This repo implemented a user-level multiple threads scheduling environment.

How to use it?

1. Static configuration thread

Thread information must be configured before running in this environment.

Thread configuration using JSON format, the configure file is "init_threads.json".

The following information must be defined when creating a thread.

---

• name

  • A descriptive name for the thread. It is included purely as a debugging aid.

• entry function

  • One of the five functions: Function1 to Function5
  • All functions are located in function library.c.

• priority

  • Three priority levels, H, M, L.
  • You can decide the priority of the thread yourself.

• cancel mode

  • Can be 1 or 0.
  • If setting 1 means that the thread is deferred cancellation type.
  • If setting 0 means that the thread is asynchronous cancellation type

---

Example:

{
	"Threads":[
		{
			"name" : "Naruto",
			"entry function" : "Function1",
			"priority": "M",
			"cancel mode": "0"
		},
		{
			"name" : "Sasuke",
			"entry function" : "Function3",
			"priority": "M",
			"cancel mode": "0"
		}
	]
}

2. Function1 to Function5 implementations

As mentioned above, Threads need to define the entry function, which is the thread behavior when the thread is running. Example

:::danger :warning: Do not modify ResourceReclaim function. This function is for reclaimer, which is an idle thread used to deallocate terminated threads resource. :::

3.(optional) You can use OS2021_Thread API in Function1 to Funtion5

int OS2021_ThreadCreate(char *name, char *p_function, char *priority, int cancel_mode)

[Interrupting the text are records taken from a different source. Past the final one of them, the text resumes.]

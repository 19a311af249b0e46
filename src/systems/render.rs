//! Render system.
//!
//! Draws the ground slab and every registry entity as a camera-facing
//! billboard, then the optional debug overlay. Rendering only reads the
//! registry; it never mutates simulation state.

use bevy_ecs::prelude::*;
use raylib::prelude::*;

use crate::components::sprite::{DrawSurface, Sprite};
use crate::resources::camera3d::Camera3DRes;
use crate::resources::debugmode::DebugMode;
use crate::resources::registry::Registry;
use crate::resources::simcontext::SimContext;
use crate::resources::texturestore::TextureStore;
use crate::resources::worldtime::WorldTime;

const BACKGROUND: Color = Color {
    r: 70,
    g: 70,
    b: 100,
    a: 255,
};
const GROUND: Color = Color {
    r: 110,
    g: 110,
    b: 120,
    a: 255,
};
const HELP_TEXT: &str = "LEFT/RIGHT wind  R reset wind  SPACE pause  C clear  F5 save  F11 debug";

/// [`DrawSurface`] that turns sprites into raylib billboards.
///
/// Falls back to a small sphere when no texture is loaded for the theme.
pub struct BillboardSurface<'a, D> {
    pub draw: &'a mut D,
    pub camera: Camera3D,
    pub textures: &'a TextureStore,
}

impl<D: RaylibDraw3D> DrawSurface for BillboardSurface<'_, D> {
    fn draw_particle(&mut self, sprite: &Sprite) {
        match self.textures.get(sprite.theme) {
            Some(texture) => self.draw.draw_billboard(
                self.camera,
                texture,
                sprite.position,
                sprite.size,
                sprite.tint,
            ),
            None => self
                .draw
                .draw_sphere(sprite.position, sprite.size * 0.5, sprite.tint),
        }
    }
}

/// Draw one frame.
///
/// # Ordering
///
/// Runs last, after `registry_update_system`.
#[allow(clippy::too_many_arguments)]
pub fn render_system(
    mut rl: NonSendMut<RaylibHandle>,
    th: NonSend<RaylibThread>,
    textures: NonSend<TextureStore>,
    camera: Res<Camera3DRes>,
    registry: Res<Registry>,
    ctx: Res<SimContext>,
    time: Res<WorldTime>,
    debug: Option<Res<DebugMode>>,
) {
    let camera = camera.0;
    let mut d = rl.begin_drawing(&th);
    d.clear_background(BACKGROUND);

    {
        let mut d3 = d.begin_mode3D(camera);
        d3.draw_cube(Vector3::new(0.0, -0.5, 0.0), 250.0, 1.0, 150.0, GROUND);
        let mut surface = BillboardSurface {
            draw: &mut d3,
            camera,
            textures: &textures,
        };
        registry.render_all(&mut surface);
    }

    let screen_h = d.get_screen_height();
    d.draw_text(HELP_TEXT, 10, screen_h - 20, 10, Color::RAYWHITE);
    if time.is_paused() {
        d.draw_text("PAUSED", 10, 10, 20, Color::YELLOW);
    }

    if debug.is_some() {
        let counts = registry.counts();
        let report = registry.last_report();
        d.draw_fps(10, 40);
        let lines = [
            format!("Wind: {:.1}", ctx.wind_speed()),
            format!(
                "Live: {} rockets, {} particles",
                counts.rockets, counts.particles
            ),
            format!(
                "Last pass: {} updated, {} expired, {} bursts",
                report.updated, report.expired, report.bursts
            ),
            format!(
                "Totals: {} inserted, {} expired",
                registry.total_inserted(),
                registry.total_expired()
            ),
            format!("Sim time: {:.1}s (frame {})", time.elapsed, time.frame_count),
        ];
        for (i, line) in lines.iter().enumerate() {
            d.draw_text(line, 10, 65 + i as i32 * 14, 10, Color::RAYWHITE);
        }
    }
}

• Create a thread named name and set its priority to priority.
• If function_libary.c doesn’t have a function named p_function, API returns -1.
• The cancellation type of the thread is marked according to the cancel_mode.
• Return (Thread ID)TID of the created thread.

void OS2021_ThreadCancel(char *name);

• Cancel the thread named name according to the cancel mode of the thread.
• If the cancel mode is 0, change the thread status to TERMINATED, and then the resource memory block will be reclaimed by the reclaimer.
• If the cancel mode is 1, inform the name thread that another thread wants to cancel it, then the name thread will be terminated when it enters the cancel point.

void OS2021_threadWaitEvent(int event_id);

• A total of 8 types of events, use numbers 0~7 to number the events.
• The running thread changes its state to WAITING and enters the event waiting queue corresponding to the event_id.
• The thread calling this API will print the event it wants to wait for on the terminal.
  • e.g., xxx wants to wait for event 2.

void OS2021_threadSetEvent(int event_id);

• If there is currently a thread waiting for an event, the API will move the state of the thread from WAITING to READY and remove the thread from the event waiting queue corresponding to the event_id and put it in the ready queue.
• If no threads are waiting for the event, nothing is done.
• If a thread is awakened, the wake-up information will printed on the terminal.
  • e.g., xxx1 changes the status of xxx2 to READY.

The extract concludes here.